Feeling Pressured Don’t Stay Calm — Get Excited

Listen to the full podcast episode to learn about the science-backed practice that has not only changed my life but also the lives of countless people over the last two decades. This is something you can’t ignore if you want to achieve that great goal you identified for this year and write your new future.

 

I’m sharing one of my favorite tools when you are in a moment of pre-performance anxiety — when the pressure is high, tension is thick, and the need to perform is at maximum capacity.  In this episode you will equip yourself with a real strategy the next time you feel pressed to perform and telling yourself to stay calm isn’t working. This practice has research to support its efficacy. Leaders, parents—everyone should have it in their back pocket. 

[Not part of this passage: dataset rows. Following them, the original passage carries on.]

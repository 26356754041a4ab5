use std::{error::Error, fmt::Display};

#[derive(Debug)]
pub enum HudError {
    IOError(std::io::Error),
}

impl Display for HudError {
    fn fmt(&self, f: &mut std::fmt::Formatter<'_>) -> std::fmt::Result {
        match self {
            HudError::IOError(e) => write!(f, "terminal i/o failed: {}", e),
        }
    }
}

impl Error for HudError {}

impl From<std::io::Error> for HudError {
    fn from(value: std::io::Error) -> Self {
        Self::IOError(value)
    }
}
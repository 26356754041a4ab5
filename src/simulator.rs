//! The slice of the driving simulator's client API the recorder consumes.
//!
//! Everything the recorder asks of the simulator goes through a
//! [`SimulatorClient`] that the caller owns and passes by reference, so there
//! is no global connection. [`DummySim`](crate::dummy_sim::DummySim) is an
//! in-process implementation.

use std::{borrow::Cow, fmt, time::Duration};

use crate::config::CameraMount;

pub type ActorId = u32;

/// Throttle, brake and steer as the simulator takes them each tick.
#[derive(Debug, Clone, Copy, PartialEq, Default)]
pub struct VehicleControl {
    /// 0.0 to 1.0
    pub throttle: f32,
    /// -1.0 (full left) to 1.0 (full right)
    pub steer: f32,
    /// 0.0 to 1.0
    pub brake: f32,
    pub hand_brake: bool,
    pub reverse: bool,
}

/// A location in metres and a rotation in degrees.
#[derive(Debug, Clone, Copy, PartialEq, Default)]
pub struct Transform {
    pub x: f32,
    pub y: f32,
    pub z: f32,
    pub pitch: f32,
    pub yaw: f32,
    pub roll: f32,
}

impl From<CameraMount> for Transform {
    fn from(m: CameraMount) -> Self {
        Transform {
            x: m.x,
            y: m.y,
            z: m.z,
            pitch: m.pitch,
            yaw: m.yaw,
            roll: m.roll,
        }
    }
}

/// Everything needed to attach an RGB camera.
#[derive(Debug, Clone, PartialEq)]
pub struct CameraSpec {
    pub width: u32,
    pub height: u32,
    pub fov: f32,
    /// Frames per second the sensor should deliver.
    pub frame_rate: u32,
    pub mount: Transform,
}

/// Global behaviour of a traffic manager, shared by every vehicle it
/// drives.
#[derive(Debug, Clone, Copy, PartialEq)]
pub struct TrafficSettings {
    /// Gap in metres autopilot vehicles keep to the vehicle ahead.
    pub leading_vehicle_distance: f32,
    /// Step the traffic manager in lockstep with a synchronous world.
    pub synchronous: bool,
}

/// An image exactly as the simulator hands it over: BGRA, 4 bytes per
/// pixel, row major.
#[derive(Debug, Clone)]
pub struct RawImage {
    /// The simulator's own frame counter.
    pub frame: u64,
    pub width: u32,
    pub height: u32,
    pub data: Vec<u8>,
}

/// Called on the simulator's sensor thread for every image.
pub type ImageCallback = Box<dyn FnMut(RawImage) + Send + 'static>;

#[derive(Debug, Clone, PartialEq, Eq)]
pub enum SimError {
    /// The server could not be reached or is not ready.
    Connection(String),
    /// A call took longer than the client timeout.
    Timeout,
    /// A call was made before `connect` or after `disconnect`.
    NotConnected,
    /// The server refused to spawn; usually a collision at the spawn point.
    SpawnFailed(String),
    /// The actor no longer exists on the server.
    StaleActor(ActorId),
    UnknownBlueprint(String),
}

impl SimError {
    /// Whether the error concerns one actor's lifecycle and can be fixed by
    /// spawning again.
    pub fn is_actor_error(&self) -> bool {
        matches!(self, SimError::SpawnFailed(_) | SimError::StaleActor(_))
    }
}

impl fmt::Display for SimError {
    fn fmt(&self, f: &mut fmt::Formatter) -> fmt::Result {
        let msg = match self {
            SimError::Connection(why) => Cow::from(format!("cannot reach simulator: {}", why)),
            SimError::Timeout => Cow::from("simulator timed out"),
            SimError::NotConnected => Cow::from("not connected"),
            SimError::SpawnFailed(why) => Cow::from(format!("spawn failed: {}", why)),
            SimError::StaleActor(id) => Cow::from(format!("actor {} no longer exists", id)),
            SimError::UnknownBlueprint(name) => Cow::from(format!("unknown blueprint {}", name)),
        };
        write!(f, "{}", msg)
    }
}

impl std::error::Error for SimError {}

/// `SimulatorClient`
///
/// The client side of a running simulator. Connect once, spawn actors,
/// attach a camera, then apply control every tick.
pub trait SimulatorClient {
    fn connect(&mut self, host: &str, port: u16, timeout: Duration) -> Result<(), SimError>;

    /// Drops the connection. Actors are left to the caller to clean up
    /// first.
    fn disconnect(&mut self);

    /// Names of every blueprint matching `pattern`, where a trailing `*`
    /// matches any suffix (`vehicle.*`).
    fn blueprints(&self, pattern: &str) -> Result<Vec<String>, SimError>;

    /// The map's recommended vehicle spawn points.
    fn spawn_points(&self) -> Result<Vec<Transform>, SimError>;

    /// A random point on the pedestrian navigation mesh.
    fn random_navigation_location(&mut self) -> Option<Transform>;

    /// Spawn an actor, optionally attached to a parent.
    fn spawn_actor(
        &mut self,
        blueprint: &str,
        at: &Transform,
        parent: Option<ActorId>,
    ) -> Result<ActorId, SimError>;

    fn destroy_actor(&mut self, actor: ActorId) -> Result<(), SimError>;

    /// Configure the traffic manager listening on `tm_port`, starting it if
    /// needed.
    fn configure_traffic(&mut self, tm_port: u16, settings: &TrafficSettings)
        -> Result<(), SimError>;

    /// Hand a vehicle over to the traffic manager listening on `tm_port`.
    fn set_autopilot(&mut self, vehicle: ActorId, enabled: bool, tm_port: u16)
        -> Result<(), SimError>;

    /// Start an AI walker controller heading somewhere random.
    fn start_walker(&mut self, controller: ActorId, max_speed: f32) -> Result<(), SimError>;

    /// Attach an RGB camera to `parent`. `callback` runs on the simulator's
    /// sensor thread for every image and must return quickly.
    fn attach_camera(
        &mut self,
        spec: &CameraSpec,
        parent: ActorId,
        callback: ImageCallback,
    ) -> Result<ActorId, SimError>;

    fn set_transform(&mut self, actor: ActorId, transform: &Transform) -> Result<(), SimError>;

    fn apply_control(&mut self, vehicle: ActorId, control: &VehicleControl)
        -> Result<(), SimError>;
}

/// Whether `name` matches a blueprint `pattern` with an optional trailing
/// `*`.
pub fn blueprint_matches(pattern: &str, name: &str) -> bool {
    match pattern.strip_suffix('*') {
        Some(prefix) => name.starts_with(prefix),
        None => name == pattern,
    }
}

This tool is especially helpful for when you find yourself in a moment of performance anxiety— when the pressure is high, the tension is palpable, and you have no other option except to get the job done.

Occasions you might find yourself battling pre-performance anxiety

We’ve all had these times in our lives:

  • You’re set to preside over a budget meeting.
  • You’re scheduled to speak to an unusually large audience.
  • You happen to be navigating a hefty workload and family life has intensified.

Maybe you find yourself in situations like this more often than not.

When anxiety and nerves are high, what do you typically do?

When most of us find ourselves in these tense situations, we tell ourselves to calm down—relax. And we certainly aren’t alone in thinking that the self-soothing process is our best plan of action.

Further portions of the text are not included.